Il 26 settembre 2013 la Commissione europea inviò all’Italia un avviso di messa in mora, invitandola ad adeguarsi alla nuova Direttiva 2010/75/UE (Direttiva IED) sulle emissioni industriali e i grandi impianti di combustioni. Le prove di laboratorio, eseguite per conto della Commissione europea, evidenziarono un forte inquinamento dell’aria, delle acque e del terreno di Taranto riguardante sia l’area industriale dell’acciaieria sia le zone abitative adiacenti (in particolare il quartiere di Tamburi). Oltre alla mancata trasposizione della Direttiva IED nei termini prescritti, la Commissione europea rilevò anche l’assenza di controlli e di interventi delle autorità italiane sul corretto funzionamento dell’impianto Ilva. Ciò spinse l’organo sovranazionale nel 2014 a inviare al Governo italiano un parere motivato, strumento volto a far allineare gli Stati membri alla legge comunitaria, con il quale segnalò diverse infrazioni: mancata riduzione dei livelli di emissione generati dai processi di produzione dell’acciaio, insufficiente monitoraggio del suolo e delle acque reflue, inosservanza delle condizioni stabilite per le AIA (Autorizzazione Integrata Ambientale) dalla Direttiva IED. Nel frattempo, il 15 maggio 2017, fu avviato il procedimento innanzi alla Corte d’assise di Taranto per disastro ambientale, avvelenamento da sostanze chimiche e associazione a delinquere, noto come “Ambiente svenduto”.

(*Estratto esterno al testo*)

#![allow(dead_code)]

use std::collections::{HashMap, VecDeque};
use std::path::{Path, PathBuf};
use std::sync::{Arc, Mutex};

use dicom_core::{DataElement, PrimitiveValue, VR};
use dicom_dictionary_std::tags;
use dicom_object::mem::InMemElement;
use dicom_object::InMemDicomObject;
use dimse::command::{field, DimseMessage, NO_DATASET, DATASET_PRESENT};
use dimse::link::{AssociationParameters, Connector, DimseLink, PresentationContext, IMPLICIT_VR_LE};
use dimse::{AeTitle, DimseError, DimseScu, FileCodec, LoadedInstance, RemoteNode, Result};

/// A request as the simulated peer saw it
#[derive(Debug, Clone)]
pub struct Received {
    pub command: InMemDicomObject,
    pub dataset: Option<InMemDicomObject>,
}

impl Received {
    pub fn u16(&self, tag: dicom_core::Tag) -> u16 {
        self.command.get(tag).unwrap().to_int::<u16>().unwrap()
    }

    pub fn command_str(&self, tag: dicom_core::Tag) -> String {
        text(&self.command, tag)
    }

    pub fn dataset_str(&self, tag: dicom_core::Tag) -> Option<String> {
        let dataset = self.dataset.as_ref()?;
        dataset.get(tag)?;
        Some(text(dataset, tag))
    }
}

pub fn text(obj: &InMemDicomObject, tag: dicom_core::Tag) -> String {
    obj.get(tag)
        .map(|e| e.to_str().unwrap().trim_end_matches(['\0', ' ']).to_string())
        .unwrap_or_default()
}

type Responder = Box<dyn Fn(&Received) -> Vec<DimseMessage> + Send + Sync>;

#[derive(Default)]
struct PeerState {
    opened: usize,
    released: usize,
    aborted: usize,
    requests: Vec<Received>,
    negotiated: Vec<AssociationParameters>,
}

/// Scripted peer standing in for a remote PACS.
#[derive(Clone)]
pub struct SimPeer {
    state: Arc<Mutex<PeerState>>,
    responder: Arc<Responder>,
    accept_context: bool,
    refuse_association: bool,
}

impl SimPeer {
    pub fn new(responder: impl Fn(&Received) -> Vec<DimseMessage> + Send + Sync + 'static) -> Self {
        Self {
            state: Arc::default(),
            responder: Arc::new(Box::new(responder)),
            accept_context: true,
            refuse_association: false,
        }
    }

    pub fn rejecting_contexts(mut self) -> Self {
        self.accept_context = false;
        self
    }

    pub fn refusing_associations(mut self) -> Self {
        self.refuse_association = true;
        self
    }

    pub fn opened(&self) -> usize {
        self.state.lock().unwrap().opened
    }

    pub fn closed(&self) -> usize {
        let state = self.state.lock().unwrap();
        state.released + state.aborted
    }

    pub fn released(&self) -> usize {
        self.state.lock().unwrap().released
    }

    pub fn aborted(&self) -> usize {
        self.state.lock().unwrap().aborted
    }

    pub fn requests(&self) -> Vec<Received> {
        self.state.lock().unwrap().requests.clone()
    }

    pub fn negotiated(&self) -> Vec<AssociationParameters> {
        self.state.lock().unwrap().negotiated.clone()
    }

    pub fn scu(&self) -> DimseScu {
        self.scu_with_codec(StaticCodec::default())
    }

    pub fn scu_with_codec(&self, codec: StaticCodec) -> DimseScu {
        DimseScu::with_parts(Arc::new(self.clone()), Arc::new(codec), dimse::DEFAULT_MAX_PDU)
    }
}

impl Connector for SimPeer {
    fn negotiate(&self, params: &AssociationParameters) -> Result<Box<dyn DimseLink>> {
        if self.refuse_association {
            return Err(DimseError::AssociationRejected("called AE title not recognized".into()));
        }
        let mut state = self.state.lock().unwrap();
        state.opened += 1;
        state.negotiated.push(params.clone());

        let contexts = if self.accept_context {
            vec![PresentationContext {
                id: 1,
                abstract_syntax: params.abstract_syntax.clone(),
                transfer_syntax: IMPLICIT_VR_LE.to_string(),
            }]
        } else {
            Vec::new()
        };
        Ok(Box::new(SimLink {
            peer: self.clone(),
            contexts,
            queue: VecDeque::new(),
            open: true,
        }))
    }
}

struct SimLink {
    peer: SimPeer,
    contexts: Vec<PresentationContext>,
    queue: VecDeque<DimseMessage>,
    open: bool,
}

impl DimseLink for SimLink {
    fn accepted_contexts(&self) -> &[PresentationContext] {
        &self.contexts
    }

    fn send(
        &mut self,
        _context: &PresentationContext,
        command: &InMemDicomObject,
        dataset: Option<&InMemDicomObject>,
    ) -> Result<()> {
        let request = Received {
            command: command.clone(),
            dataset: dataset.cloned(),
        };
        self.queue.extend((self.peer.responder)(&request));
        self.peer.state.lock().unwrap().requests.push(request);
        Ok(())
    }

    fn receive(&mut self) -> Result<DimseMessage> {
        self.queue
            .pop_front()
            .ok_or_else(|| DimseError::Timeout("simulated peer has nothing to say".into()))
    }

    fn release(&mut self) -> Result<()> {
        assert!(self.open, "link released twice");
        self.open = false;
        self.peer.state.lock().unwrap().released += 1;
        Ok(())
    }

    fn abort(&mut self) -> Result<()> {
        assert!(self.open, "link aborted after close");
        self.open = false;
        self.peer.state.lock().unwrap().aborted += 1;
        Ok(())
    }
}

/// Codec serving in-memory instances keyed by file name; unknown names fail
#[derive(Default, Clone)]
pub struct StaticCodec {
    instances: HashMap<PathBuf, LoadedInstance>,
}

impl StaticCodec {
    pub fn with_instance(mut self, path: impl Into<PathBuf>, sop_class: &str, sop_instance: &str) -> Self {
        let mut dataset = InMemDicomObject::new_empty();
        dataset.put(DataElement::new(tags::SOP_CLASS_UID, VR::UI, PrimitiveValue::from(sop_class)));
        dataset.put(DataElement::new(
            tags::SOP_INSTANCE_UID,
            VR::UI,
            PrimitiveValue::from(sop_instance),
        ));
        self.instances.insert(
            path.into(),
            LoadedInstance {
                sop_class_uid: sop_class.to_string(),
                sop_instance_uid: sop_instance.to_string(),
                dataset,
            },
        );
        self
    }
}

impl FileCodec for StaticCodec {
    fn load(&self, path: &Path) -> Result<LoadedInstance> {
        self.instances
            .get(path)
            .cloned()
            .ok_or_else(|| DimseError::DicomParsing(format!("{}: not a DICOM file", path.display())))
    }
}

fn us(tag: dicom_core::Tag, value: u16) -> InMemElement {
    DataElement::new(tag, VR::US, PrimitiveValue::from(value))
}

/// Build a response command set answering `request`.
pub fn response(request: &Received, command_field: u16, status: u16, dataset: Option<InMemDicomObject>) -> DimseMessage {
    let message_id = request.u16(tags::MESSAGE_ID);
    let data_set_type = if dataset.is_some() { DATASET_PRESENT } else { NO_DATASET };
    let command = InMemDicomObject::command_from_element_iter([
        us(tags::COMMAND_FIELD, command_field),
        us(tags::MESSAGE_ID_BEING_RESPONDED_TO, message_id),
        us(tags::COMMAND_DATA_SET_TYPE, data_set_type),
        us(tags::STATUS, status),
    ]);
    DimseMessage::new(command, dataset)
}

/// C-MOVE response carrying sub-operation counters
pub fn move_response(request: &Received, status: u16, remaining: u16, completed: u16, failed: u16) -> DimseMessage {
    let mut message = response(request, field::C_MOVE_RSP, status, None);
    message.command.put(us(tags::NUMBER_OF_REMAINING_SUBOPERATIONS, remaining));
    message.command.put(us(tags::NUMBER_OF_COMPLETED_SUBOPERATIONS, completed));
    message.command.put(us(tags::NUMBER_OF_FAILED_SUBOPERATIONS, failed));
    message
}

/// STUDY level identifier as a PACS would return it
pub fn study(patient_id: &str, study_uid: &str, description: &str) -> InMemDicomObject {
    let mut obj = InMemDicomObject::new_empty();
    obj.put(DataElement::new(tags::PATIENT_ID, VR::LO, PrimitiveValue::from(patient_id)));
    obj.put(DataElement::new(tags::STUDY_INSTANCE_UID, VR::UI, PrimitiveValue::from(study_uid)));
    obj.put(DataElement::new(tags::STUDY_DESCRIPTION, VR::LO, PrimitiveValue::from(description)));
    obj
}

pub fn local() -> AeTitle {
    AeTitle::new("VIEWER").unwrap()
}

pub fn node() -> RemoteNode {
    RemoteNode::new(AeTitle::new("PACS").unwrap(), "pacs.test", 104)
}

Contemporaneamente, cittadini e associazioni tarantine si rivolsero alla Corte Europea dei diritti umani (Corte di Strasburgo) accusando i vertici dell’Ilva di crimine contro l’umanità. Cinque anni dopo, alla notizia della richiesta di dissequestro degli impianti, abitanti e organizzazioni di Taranto hanno manifestato la loro incredulità. Il comitato “Cittadini e lavoratori liberi e pensanti” ha scritto sui propri profili che “solo pensare queste cose è pura follia ma metterle nero su bianco in una richiesta di dissequestro è un’azione criminale perché significa negare l’evidenza dei continui “incidenti” che in questi anni si sono verificati”.